++++ Records supplied

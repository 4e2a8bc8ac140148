//! The state slice owned by one resource store.
//!
//! [`StoreState`] is replaced as a unit on every transition; observers read
//! it through [`ResourceStore::snapshot`](crate::store::ResourceStore::snapshot)
//! and never see a half-applied update.

use fundhub_core::models::DashboardSummary;
use fundhub_core::pagination::{PageRequest, Pagination};
use fundhub_core::resource::{Identified, Resource};

// ---------------------------------------------------------------------------
// Busy flags
// ---------------------------------------------------------------------------

/// Kinds of in-flight work, each with its own flag.
#[derive(Debug, Clone, Copy, PartialEq, Eq)]
pub enum Busy {
    /// List, detail and dashboard fetches.
    Loading,
    Searching,
    /// Create and edit.
    Editing,
    Verifying,
    /// Suspend and unsuspend.
    Suspending,
    Deleting,
}

const BUSY_KINDS: usize = 6;

impl Busy {
    fn index(self) -> usize {
        match self {
            Busy::Loading => 0,
            Busy::Searching => 1,
            Busy::Editing => 2,
            Busy::Verifying => 3,
            Busy::Suspending => 4,
            Busy::Deleting => 5,
        }
    }
}

/// Public view of the in-flight counters.
#[derive(Debug, Clone, Copy, Default, PartialEq, Eq)]
pub struct Flags {
    pub loading: bool,
    pub searching: bool,
    pub editing: bool,
    pub verifying: bool,
    pub suspending: bool,
    pub deleting: bool,
}

impl Flags {
    pub fn get(&self, busy: Busy) -> bool {
        match busy {
            Busy::Loading => self.loading,
            Busy::Searching => self.searching,
            Busy::Editing => self.editing,
            Busy::Verifying => self.verifying,
            Busy::Suspending => self.suspending,
            Busy::Deleting => self.deleting,
        }
    }

    fn set(&mut self, busy: Busy, value: bool) {
        let slot = match busy {
            Busy::Loading => &mut self.loading,
            Busy::Searching => &mut self.searching,
            Busy::Editing => &mut self.editing,
            Busy::Verifying => &mut self.verifying,
            Busy::Suspending => &mut self.suspending,
            Busy::Deleting => &mut self.deleting,
        };
        *slot = value;
    }

    /// Whether anything at all is in flight.
    pub fn any(&self) -> bool {
        self.loading
            || self.searching
            || self.editing
            || self.verifying
            || self.suspending
            || self.deleting
    }
}

// ---------------------------------------------------------------------------
// View state
// ---------------------------------------------------------------------------

/// What a list or detail view should render.
#[derive(Debug, Clone, PartialEq, Eq)]
pub enum ViewState {
    Loading,
    /// The last action failed; show the message with a retry action.
    Error(String),
    /// The fetch succeeded but returned nothing.
    Empty,
    /// A search was run and matched nothing.
    NoMatches,
    Populated,
}

// ---------------------------------------------------------------------------
// StoreState
// ---------------------------------------------------------------------------

/// Everything one store knows about its resource.
#[derive(Debug, Clone)]
pub struct StoreState<R: Resource> {
    /// Current page of the main collection.
    pub items: Vec<R>,
    /// Describes `items`; `None` until the first successful page fetch.
    pub pagination: Option<Pagination>,
    /// The record last fetched by id.
    pub detail: Option<R::Detail>,
    /// Results of the last search; never merged into `items`.
    pub search_results: Vec<R>,
    /// While true, views read `search_results` instead of `items`.
    pub search_active: bool,
    pub search_query: Option<String>,
    pub dashboard: Option<DashboardSummary>,
    pub flags: Flags,
    pub error: Option<String>,
    pub message: Option<String>,
    /// Outcome of the last settled action.
    pub success: bool,
    pub(crate) last_request: Option<PageRequest>,
    in_flight: [u32; BUSY_KINDS],
}

impl<R: Resource> Default for StoreState<R> {
    fn default() -> Self {
        Self {
            items: Vec::new(),
            pagination: None,
            detail: None,
            search_results: Vec::new(),
            search_active: false,
            search_query: None,
            dashboard: None,
            flags: Flags::default(),
            error: None,
            message: None,
            success: false,
            last_request: None,
            in_flight: [0; BUSY_KINDS],
        }
    }
}

impl<R: Resource> StoreState<R> {
    /// The page request behind the current collection, if any.
    pub fn last_request(&self) -> Option<PageRequest> {
        self.last_request
    }

    /// Find a record in the main collection by id.
    pub fn item(&self, id: &str) -> Option<&R> {
        self.items.iter().find(|item| item.id() == id)
    }

    /// The detail record, only if it belongs to `id`.
    pub fn detail_for(&self, id: &str) -> Option<&R::Detail> {
        self.detail.as_ref().filter(|detail| detail.id() == id)
    }

    /// The list a view should currently display.
    pub fn visible(&self) -> &[R] {
        if self.search_active {
            &self.search_results
        } else {
            &self.items
        }
    }

    /// Render state for the list view (search-aware).
    pub fn list_view(&self) -> ViewState {
        if self.search_active || self.flags.searching {
            if self.flags.searching {
                return ViewState::Loading;
            }
            if let Some(error) = &self.error {
                return ViewState::Error(error.clone());
            }
            if self.search_results.is_empty() {
                return ViewState::NoMatches;
            }
            return ViewState::Populated;
        }

        if self.flags.loading {
            return ViewState::Loading;
        }
        if let Some(error) = &self.error {
            return ViewState::Error(error.clone());
        }
        if self.items.is_empty() {
            return ViewState::Empty;
        }
        ViewState::Populated
    }

    /// Render state for the detail view.
    pub fn detail_view(&self) -> ViewState {
        if self.flags.loading && self.detail.is_none() {
            return ViewState::Loading;
        }
        if let Some(error) = &self.error {
            return ViewState::Error(error.clone());
        }
        match self.detail {
            Some(_) => ViewState::Populated,
            None => ViewState::Empty,
        }
    }

    /// Text for [`ViewState::Empty`] on the list view.
    pub fn empty_message() -> String {
        format!("No {} available", R::PLURAL)
    }

    /// Text for [`ViewState::NoMatches`].
    pub fn no_matches_message() -> String {
        format!("No matching {} found", R::PLURAL)
    }

    // ---- in-flight bookkeeping ----

    pub(crate) fn enter(&mut self, busy: Busy) {
        let count = &mut self.in_flight[busy.index()];
        *count += 1;
        self.flags.set(busy, true);
    }

    pub(crate) fn leave(&mut self, busy: Busy) {
        let count = &mut self.in_flight[busy.index()];
        *count = count.saturating_sub(1);
        let still_busy = *count > 0;
        self.flags.set(busy, still_busy);
    }

    // ---- transient status ----

    pub(crate) fn succeed(&mut self, message: Option<String>) {
        self.error = None;
        self.message = message;
        self.success = true;
    }

    pub(crate) fn fail(&mut self, message: String) {
        self.error = Some(message.clone());
        self.message = Some(message);
        self.success = false;
    }
}

// ---------------------------------------------------------------------------
// Tests
// ---------------------------------------------------------------------------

++++++++

▸ **Work item**: In the records above, how many lines contain the string "Debug"? Reply with the number only.

▸ **The completed task**: 4